## Work to be completed:
Search the records below for the string "GroupNotFound", and report each line that contains it.

(Stored data)
- Opening Delimiter -

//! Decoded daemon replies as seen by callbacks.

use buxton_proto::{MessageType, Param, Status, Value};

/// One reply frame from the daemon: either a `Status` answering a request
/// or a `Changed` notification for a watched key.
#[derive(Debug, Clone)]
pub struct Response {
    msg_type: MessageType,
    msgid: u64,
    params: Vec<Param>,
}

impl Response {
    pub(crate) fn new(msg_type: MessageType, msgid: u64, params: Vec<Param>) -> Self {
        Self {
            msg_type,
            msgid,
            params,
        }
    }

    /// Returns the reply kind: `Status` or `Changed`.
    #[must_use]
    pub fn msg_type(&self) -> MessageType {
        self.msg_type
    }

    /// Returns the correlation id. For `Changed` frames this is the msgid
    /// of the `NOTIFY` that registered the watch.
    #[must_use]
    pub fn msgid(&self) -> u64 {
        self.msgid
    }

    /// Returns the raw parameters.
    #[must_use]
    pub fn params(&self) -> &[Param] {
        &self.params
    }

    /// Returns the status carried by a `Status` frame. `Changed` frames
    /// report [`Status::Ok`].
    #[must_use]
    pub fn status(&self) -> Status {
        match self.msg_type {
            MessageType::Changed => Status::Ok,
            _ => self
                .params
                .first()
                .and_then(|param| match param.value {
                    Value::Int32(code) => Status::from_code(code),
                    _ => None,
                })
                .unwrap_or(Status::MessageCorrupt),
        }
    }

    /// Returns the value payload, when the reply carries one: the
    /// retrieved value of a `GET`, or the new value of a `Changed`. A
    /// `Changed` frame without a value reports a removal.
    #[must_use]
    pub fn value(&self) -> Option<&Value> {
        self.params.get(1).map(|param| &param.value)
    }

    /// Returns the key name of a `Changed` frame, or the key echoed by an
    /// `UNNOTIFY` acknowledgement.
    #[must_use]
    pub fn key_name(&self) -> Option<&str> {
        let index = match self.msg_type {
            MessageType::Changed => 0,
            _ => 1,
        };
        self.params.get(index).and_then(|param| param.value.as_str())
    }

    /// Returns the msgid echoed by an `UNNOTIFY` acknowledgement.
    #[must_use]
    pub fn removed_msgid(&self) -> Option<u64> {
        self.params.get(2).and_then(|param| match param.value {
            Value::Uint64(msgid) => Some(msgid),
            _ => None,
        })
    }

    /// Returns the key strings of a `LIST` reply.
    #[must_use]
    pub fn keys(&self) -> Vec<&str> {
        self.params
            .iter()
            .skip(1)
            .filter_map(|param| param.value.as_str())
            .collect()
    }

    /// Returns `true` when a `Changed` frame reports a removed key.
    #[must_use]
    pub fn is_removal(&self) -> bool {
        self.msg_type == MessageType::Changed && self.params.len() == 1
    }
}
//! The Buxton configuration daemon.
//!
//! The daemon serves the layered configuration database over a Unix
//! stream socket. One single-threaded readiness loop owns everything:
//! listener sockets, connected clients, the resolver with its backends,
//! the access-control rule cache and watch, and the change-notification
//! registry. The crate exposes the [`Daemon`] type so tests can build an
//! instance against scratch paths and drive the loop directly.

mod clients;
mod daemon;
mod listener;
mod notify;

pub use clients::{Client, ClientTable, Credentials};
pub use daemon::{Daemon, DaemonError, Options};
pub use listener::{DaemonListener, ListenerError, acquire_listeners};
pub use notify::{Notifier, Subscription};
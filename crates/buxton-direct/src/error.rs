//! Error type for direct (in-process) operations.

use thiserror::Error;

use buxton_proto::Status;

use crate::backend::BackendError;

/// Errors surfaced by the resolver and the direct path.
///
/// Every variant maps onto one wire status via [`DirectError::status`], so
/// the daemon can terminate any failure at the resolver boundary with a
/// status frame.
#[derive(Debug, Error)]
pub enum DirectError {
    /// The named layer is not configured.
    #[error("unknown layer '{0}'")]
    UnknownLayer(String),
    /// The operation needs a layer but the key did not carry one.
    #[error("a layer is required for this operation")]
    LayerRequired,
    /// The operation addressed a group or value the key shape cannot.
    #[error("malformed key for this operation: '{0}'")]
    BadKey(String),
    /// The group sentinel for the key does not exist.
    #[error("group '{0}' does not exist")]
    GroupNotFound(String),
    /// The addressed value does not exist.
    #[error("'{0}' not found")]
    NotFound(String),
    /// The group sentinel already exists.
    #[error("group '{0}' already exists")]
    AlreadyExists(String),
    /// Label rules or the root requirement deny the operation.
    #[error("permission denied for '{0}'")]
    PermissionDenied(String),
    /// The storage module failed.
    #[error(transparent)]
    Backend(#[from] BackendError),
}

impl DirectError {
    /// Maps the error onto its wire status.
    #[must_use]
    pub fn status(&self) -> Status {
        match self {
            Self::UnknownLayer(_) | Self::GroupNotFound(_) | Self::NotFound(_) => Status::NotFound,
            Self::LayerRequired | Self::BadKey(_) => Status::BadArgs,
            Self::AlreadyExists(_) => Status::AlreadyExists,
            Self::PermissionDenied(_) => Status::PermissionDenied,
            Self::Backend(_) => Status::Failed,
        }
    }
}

- Closing Delimiter -

## Answer for this exercise:
    GroupNotFound(String),
            Self::UnknownLayer(_) | Self::GroupNotFound(_) | Self::NotFound(_) => Status::NotFound,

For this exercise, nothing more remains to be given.